— DATASET EXCERPTS —
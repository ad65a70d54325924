use chrono::Duration;
use sea_orm::DatabaseConnection;

use crate::{Denominations, EngineError, ResultEngine};

mod access;
mod accounts;
mod balances;
mod products;
mod purchases;
mod sessions;

/// Run a block inside a DB transaction, committing on success and rolling back on error.
macro_rules! with_tx {
    ($self:expr, |$tx:ident| $body:expr) => {{
        let $tx = $self.database.begin().await?;
        let result = $body;
        match result {
            Ok(value) => {
                $tx.commit().await?;
                Ok(value)
            }
            Err(err) => Err(err),
        }
    }};
}

pub(crate) use with_tx;

const DEFAULT_SESSION_TTL_HOURS: i64 = 24;

/// Entry point to every vending operation.
///
/// The engine holds no balances in memory: each call reads and writes the
/// injected database, so one `Engine` can be shared across requests.
#[derive(Debug)]
pub struct Engine {
    database: DatabaseConnection,
    denominations: Denominations,
    session_ttl: Duration,
}

impl Engine {
    /// Return a builder for `Engine`. Help to build the struct.
    pub fn builder() -> EngineBuilder {
        EngineBuilder::default()
    }

    /// Coins accepted by [`Engine::deposit`].
    pub fn denominations(&self) -> &Denominations {
        &self.denominations
    }
}

/// The builder for `Engine`
#[derive(Default)]
pub struct EngineBuilder {
    database: DatabaseConnection,
    denominations: Option<Denominations>,
    session_ttl_hours: Option<i64>,
}

impl EngineBuilder {
    /// Pass the required database
    pub fn database(mut self, db: DatabaseConnection) -> EngineBuilder {
        self.database = db;
        self
    }

    /// Coins accepted for deposits. Defaults to 5, 10, 20, 50 and 100.
    pub fn denominations(mut self, denominations: Denominations) -> EngineBuilder {
        self.denominations = Some(denominations);
        self
    }

    /// Lifetime of login sessions. Defaults to 24 hours.
    pub fn session_ttl_hours(mut self, hours: i64) -> EngineBuilder {
        self.session_ttl_hours = Some(hours);
        self
    }

    /// Construct `Engine`
    pub async fn build(self) -> ResultEngine<Engine> {
        let hours = self.session_ttl_hours.unwrap_or(DEFAULT_SESSION_TTL_HOURS);
        if hours <= 0 {
            return Err(EngineError::InvalidInput(
                "session ttl must be > 0 hours".to_string(),
            ));
        }
        Ok(Engine {
            database: self.database,
            denominations: self.denominations.unwrap_or_default(),
            session_ttl: Duration::hours(hours),
        })
    }
}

— WHAT YOU WILL DO —
Repeat the whole listing, keeping every word exact.

— SOLUTION TO THIS TASK —
repository ad65a70d54325924
use chrono::Duration;
use sea_orm::DatabaseConnection;

use crate::{Denominations, EngineError, ResultEngine};

mod access;
mod accounts;
mod balances;
mod products;
mod purchases;
mod sessions;

/// Run a block inside a DB transaction, committing on success and rolling back on error.
macro_rules! with_tx {
    ($self:expr, |$tx:ident| $body:expr) => {{
        let $tx = $self.database.begin().await?;
        let result = $body;
        match result {
            Ok(value) => {
                $tx.commit().await?;
                Ok(value)
            }
            Err(err) => Err(err),
        }
    }};
}

pub(crate) use with_tx;

const DEFAULT_SESSION_TTL_HOURS: i64 = 24;

/// Entry point to every vending operation.
///
/// The engine holds no balances in memory: each call reads and writes the
/// injected database, so one `Engine` can be shared across requests.
#[derive(Debug)]
pub struct Engine {
    database: DatabaseConnection,
    denominations: Denominations,
    session_ttl: Duration,
}

impl Engine {
    /// Return a builder for `Engine`. Help to build the struct.
    pub fn builder() -> EngineBuilder {
        EngineBuilder::default()
    }

    /// Coins accepted by [`Engine::deposit`].
    pub fn denominations(&self) -> &Denominations {
        &self.denominations
    }
}

/// The builder for `Engine`
#[derive(Default)]
pub struct EngineBuilder {
    database: DatabaseConnection,
    denominations: Option<Denominations>,
    session_ttl_hours: Option<i64>,
}

impl EngineBuilder {
    /// Pass the required database
    pub fn database(mut self, db: DatabaseConnection) -> EngineBuilder {
        self.database = db;
        self
    }

    /// Coins accepted for deposits. Defaults to 5, 10, 20, 50 and 100.
    pub fn denominations(mut self, denominations: Denominations) -> EngineBuilder {
        self.denominations = Some(denominations);
        self
    }

    /// Lifetime of login sessions. Defaults to 24 hours.
    pub fn session_ttl_hours(mut self, hours: i64) -> EngineBuilder {
        self.session_ttl_hours = Some(hours);
        self
    }

    /// Construct `Engine`
    pub async fn build(self) -> ResultEngine<Engine> {
        let hours = self.session_ttl_hours.unwrap_or(DEFAULT_SESSION_TTL_HOURS);
        if hours <= 0 {
            return Err(EngineError::InvalidInput(
                "session ttl must be > 0 hours".to_string(),
            ));
        }
        Ok(Engine {
            database: self.database,
            denominations: self.denominations.unwrap_or_default(),
            session_ttl: Duration::hours(hours),
        })
    }
}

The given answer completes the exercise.